Page:Dickens - La Petite Dorrit - Tome 2.djvu/246

La bibliothèque libre.
Cette page a été validée par deux contributeurs.

« Marche en avant, imbécile !… Montez-vous ou descendez-vous, madame Finching ? » continua Jérémie.

Flora répondit :

« Nous descendons.

— Alors, prends les devants et descends, Affery, et si tu n’éclaires pas bien, je me laisserai glisser le long de la rampe, et je te tomberai sur le corps, ma mie ! Attention. »

Mme  Jérémie forma donc l’avant-garde dans ce voyage d’exploration, et Jérémie représenta l’arrière-garde, car il ne songeait nullement à les priver du plaisir de sa société. Clennam s’étant retourné et ayant vu M. Flintwinch qui suivait, à trois marches d’intervalle d’un pas calme et méthodique, ne put s’empêcher de dire tout bas :

« Ah çà, il n’y a donc pas moyen de se débarrasser de lui ! »

Flora s’empressa de rassurer son compagnon en répondant aussitôt :

« Quoique ce ne soit peut-être pas très-convenable, Arthur, et que je ne voulusse pas y consentir pour tout un monde devant un homme plus jeune que Jérémie, ou devant un étranger, je ne ferai pas attention à lui si vous tenez tant à me prendre par la taille, pourvu que vous ayez la bonté de ne pas me serrer trop fort. »

Arthur n’ayant pas le courage d’expliquer que ce n’était pas du tout là ce qu’il avait voulu dire, passa le bras autour de la taille de Flora.

« Oh ! vraiment, dit la veuve, vous êtes vraiment bien obéissant, et c’est très-honorable et très-beau de votre part d’y mettre tant de discrétion, mais, malgré tout, si vous tenez absolument à me serrer un peu plus fort, je ne m’en formaliserai pas. »

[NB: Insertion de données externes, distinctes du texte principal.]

//! Message handling - Parsing and selection routing

pub mod parser;
pub mod router;

pub use parser::MessageParser;
pub use router::{run_handler, HandlerTable, InteractionRouter, RouteOutcome};
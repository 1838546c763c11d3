//! Domain layer - Core business objects and transport abstractions
//!
//! This layer contains:
//! - Entities: Commands, messages, navigation payloads
//! - Traits: Abstractions for infrastructure (Bot, SettingsStore)

pub mod entities;
pub mod traits;
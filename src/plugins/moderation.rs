//! Moderation plugin - removes group participants who react with banned emojis

use std::sync::Arc;

use async_trait::async_trait;
use chrono::Local;
use tokio::sync::RwLock;

use crate::application::context::CommandContext;
use crate::application::errors::{BotError, CommandError};
use crate::domain::entities::user::jid_local_part;
use crate::domain::entities::{
    Command, CommandDescriptor, CommandHandler, CommandRegistry, Content, MembershipAction, Message, OutgoingMessage,
};
use crate::domain::traits::{Bot, SettingsStore};
use crate::plugins::trait_def::Plugin;

const CATEGORY: &str = "moderation";

/// Banned emoji list shared by every group
pub type BannedEmojis = Arc<RwLock<Vec<String>>>;

pub struct ModerationPlugin {
    store: Arc<dyn SettingsStore>,
    banned: BannedEmojis,
    prefix: String,
}

impl ModerationPlugin {
    pub fn new(store: Arc<dyn SettingsStore>, banned: Vec<String>, prefix: impl Into<String>) -> Self {
        Self {
            store,
            banned: Arc::new(RwLock::new(banned)),
            prefix: prefix.into(),
        }
    }

    pub fn banned(&self) -> BannedEmojis {
        Arc::clone(&self.banned)
    }

    async fn on_reaction(
        &self,
        event: &Message,
        emoji: &str,
        participant: Option<&str>,
        bot: &dyn Bot,
    ) -> Result<(), BotError> {
        if !event.is_group() || !self.store.group(&event.chat_id).await.bad_react_filter {
            return Ok(());
        }
        if !self.banned.read().await.iter().any(|e| e == emoji) {
            return Ok(());
        }

        let group = event.chat_id.as_str();
        let user = participant.unwrap_or_else(|| event.sender_id()).to_string();

        if let Err(e) = self.remove(group, &user, emoji, bot).await {
            tracing::error!("Error removing user {} from {}: {}", user, group, e);
            if e.is_permission_denied() {
                bot.send_message(
                    group,
                    "❌ Failed to remove user!\n\nI need admin permissions to remove users who use bad emojis.",
                )
                .await?;
            }
        }
        Ok(())
    }

    async fn remove(&self, group: &str, user: &str, emoji: &str, bot: &dyn Bot) -> Result<(), BotError> {
        bot.remove_participants(group, &[user.to_string()]).await?;

        let name = match bot.contact_name(user).await {
            Ok(Some(name)) => name,
            Ok(None) => jid_local_part(user).to_string(),
            Err(e) => {
                tracing::warn!("Contact lookup failed for {}: {}", user, e);
                jid_local_part(user).to_string()
            }
        };

        let time = Local::now().format("%-I:%M:%S %p").to_string();
        let notice = OutgoingMessage::text(removal_notice(&name, emoji, &time)).with_mention(user);
        bot.send(group, notice).await?;

        tracing::info!("Removed user {} from group {} for bad reaction: {}", user, group, emoji);
        Ok(())
    }

    async fn on_membership(
        &self,
        event: &Message,
        action: MembershipAction,
        participants: &[String],
        bot: &dyn Bot,
    ) -> Result<(), BotError> {
        let me = bot.bot_info().id;
        if action != MembershipAction::Add || !participants.iter().any(|p| *p == me) {
            return Ok(());
        }

        self.store.group(&event.chat_id).await;
        bot.send_message(&event.chat_id, &welcome_message(&self.prefix)).await?;
        Ok(())
    }
}

#[async_trait]
impl Plugin for ModerationPlugin {
    fn name(&self) -> &str {
        "moderation"
    }

    fn description(&self) -> &str {
        "Immediate removal for bad emoji reactions"
    }

    fn commands(&self, _registered: &CommandRegistry) -> Vec<Command> {
        vec![
            Command::new(
                CommandDescriptor::new("badreact")
                    .with_aliases(["reactfilter", "emojifilter"])
                    .with_description("Configure immediate removal for bad reactions")
                    .with_category(CATEGORY)
                    .with_usage(format!("{}badreact [on/off/list]", self.prefix)),
                BadReact {
                    store: Arc::clone(&self.store),
                    banned: self.banned(),
                },
            ),
            Command::new(
                CommandDescriptor::new("addbademoji")
                    .with_aliases(["bademojiadd"])
                    .with_description("Add emoji to the banned list")
                    .with_category(CATEGORY)
                    .with_usage(format!("{}addbademoji 😡", self.prefix)),
                AddBadEmoji { banned: self.banned() },
            ),
            Command::new(
                CommandDescriptor::new("removebademoji")
                    .with_aliases(["bademojiremove"])
                    .with_description("Remove emoji from the banned list")
                    .with_category(CATEGORY)
                    .with_usage(format!("{}removebademoji 😡", self.prefix)),
                RemoveBadEmoji { banned: self.banned() },
            ),
        ]
    }

    async fn on_event(&self, event: &Message, bot: &dyn Bot) -> Result<(), BotError> {
        match &event.content {
            Content::Reaction { emoji, participant, .. } => {
                self.on_reaction(event, emoji, participant.as_deref(), bot).await
            }
            Content::Membership { action, participants } => {
                self.on_membership(event, *action, participants, bot).await
            }
            _ => Ok(()),
        }
    }
}

/// Reply and return `false` unless the command came from a group admin
async fn require_group_admin(ctx: &CommandContext) -> Result<bool, CommandError> {
    if !ctx.is_group {
        ctx.reply("❌ This command only works in groups").await?;
        return Ok(false);
    }
    if !ctx.is_admin {
        ctx.reply("❌ Only admins can use this command").await?;
        return Ok(false);
    }
    Ok(true)
}

struct BadReact {
    store: Arc<dyn SettingsStore>,
    banned: BannedEmojis,
}

#[async_trait]
impl CommandHandler for BadReact {
    async fn handle(&self, ctx: CommandContext) -> Result<(), CommandError> {
        if !require_group_admin(&ctx).await? {
            return Ok(());
        }

        match ctx.arg(0) {
            Some("on") => {
                self.store.set_bad_react_filter(&ctx.from, true).await;
                ctx.reply("*STRICT MODE ENABLED*\n\n⚠️ Users will be *IMMEDIATELY REMOVED* for using any bad emoji reactions!")
                    .await?;
            }
            Some("off") => {
                self.store.set_bad_react_filter(&ctx.from, false).await;
                ctx.reply("❌ Bad reaction filtering disabled.").await?;
            }
            Some("list") => {
                let list = self.banned.read().await.join(" ");
                ctx.reply(format!(
                    "🚫 *BAD EMOJIS THAT GET USERS REMOVED:*\n\n{}\n\n⚠️ Reacting with any of these will result in immediate removal!",
                    list
                ))
                .await?;
            }
            _ => {
                let enabled = self.store.group(&ctx.from).await.bad_react_filter;
                let count = self.banned.read().await.len();
                ctx.reply(status_report(&ctx.prefix, enabled, count)).await?;
            }
        }
        Ok(())
    }
}

struct AddBadEmoji {
    banned: BannedEmojis,
}

#[async_trait]
impl CommandHandler for AddBadEmoji {
    async fn handle(&self, ctx: CommandContext) -> Result<(), CommandError> {
        if !require_group_admin(&ctx).await? {
            return Ok(());
        }
        let Some(emoji) = ctx.arg(0) else {
            ctx.reply("❌ Please provide an emoji to add").await?;
            return Ok(());
        };

        let reply = {
            let mut banned = self.banned.write().await;
            if banned.iter().any(|e| e == emoji) {
                format!("❌ {} is already in the banned emoji list!", emoji)
            } else {
                banned.push(emoji.to_string());
                format!(
                    "✅ Added {} to banned emoji list!\n\n⚠️ Users reacting with this emoji will now be immediately removed!",
                    emoji
                )
            }
        };
        ctx.reply(reply).await?;
        Ok(())
    }
}

struct RemoveBadEmoji {
    banned: BannedEmojis,
}

#[async_trait]
impl CommandHandler for RemoveBadEmoji {
    async fn handle(&self, ctx: CommandContext) -> Result<(), CommandError> {
        if !require_group_admin(&ctx).await? {
            return Ok(());
        }
        let Some(emoji) = ctx.arg(0) else {
            ctx.reply("❌ Please provide an emoji to remove").await?;
            return Ok(());
        };

        let reply = {
            let mut banned = self.banned.write().await;
            match banned.iter().position(|e| e == emoji) {
                Some(index) => {
                    banned.remove(index);
                    format!(
                        "Removed {} from banned emoji list!\n\nUsers can now react with this emoji without being removed.",
                        emoji
                    )
                }
                None => format!("❌ {} is not in the banned emoji list!", emoji),
            }
        };
        ctx.reply(reply).await?;
        Ok(())
    }
}

pub fn removal_notice(name: &str, emoji: &str, time: &str) -> String {
    format!(
        "⚡ *USER REMOVED IMMEDIATELY!*\n\n\
         👤 *User:* {}\n\
         🚫 *Violation:* Used banned emoji {}\n\
         ⏰ *Time:* {}\n\n\
         ⚠️ *Warning:* Bad reactions are not tolerated in this group!",
        name, emoji, time
    )
}

pub fn status_report(prefix: &str, enabled: bool, banned_count: usize) -> String {
    let status = if enabled { "🟢 ENABLED" } else { "🔴 DISABLED" };
    format!(
        "*STRICT REACTION FILTER*\n\n\
         Status: {status}\n\
         Action: *IMMEDIATE REMOVAL*\n\
         Bad Emojis: {banned_count} emojis\n\n\
         *Commands:*\n\
         • {prefix}badreact on - Enable strict filtering\n\
         • {prefix}badreact off - Disable filtering\n\
         • {prefix}badreact list - Show banned emojis\n\n\
         ⚠️ *WARNING:* Any user reacting with bad emojis will be *IMMEDIATELY REMOVED* from the group!"
    )
}

fn welcome_message(prefix: &str) -> String {
    format!(
        "🤖 *Bot Joined Group*\n\n\
         ⚡ *Strict Reaction Filter Available*\n\n\
         Use *{prefix}badreact on* to enable immediate removal of users who react with bad emojis!\n\
         Use *{prefix}badreact list* to see banned emojis.\n\n\
         ⚠️ *Warning:* When enabled, users will be *IMMEDIATELY REMOVED* for bad reactions!"
    )
}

Dans cette attitude ridicule, qui formait un si grand contraste avec les pensées cruelles dont son âme était dévorée, Clennam arriva au rez-de-chaussée, après avoir découvert en route que, dans les coins un peu noirs, Flora devenait plus lourde, et que son poids diminuait aussitôt que la lumière éclairait mieux leurs pas. Après avoir visité les lugubres cuisines souterraines, qui étaient aussi tristes que jamais, Mme  Jérémie entra avec la chandelle dans la chambre du père d’Arthur, puis dans la salle à manger d’autrefois, passant toujours devant lui comme un fantôme insaisissable, sans s’arrêter ni se retourner, lorsqu’il lui disait à voix basse :

« Affery, je voudrais vous parler ! »

Dans la salle à manger, la veuve sentimentale voulut jeter un coup d’œil dans le sombre cabinet au dragon, qui avait tant de fois dévoré Arthur aux jours de sa jeunesse. Peut-être Flora eut-elle envie de l’examiner de plus près, parce que c’était un endroit très-noir, et très-commode pour devenir aussi lourde que possible. Arthur, désespéré, venait d’ouvrir sa prison d’autrefois, lorsqu’on frappa à la porte cochère.

Mme  Jérémie, étouffant un cri de terreur, se cacha la tête sous son tablier.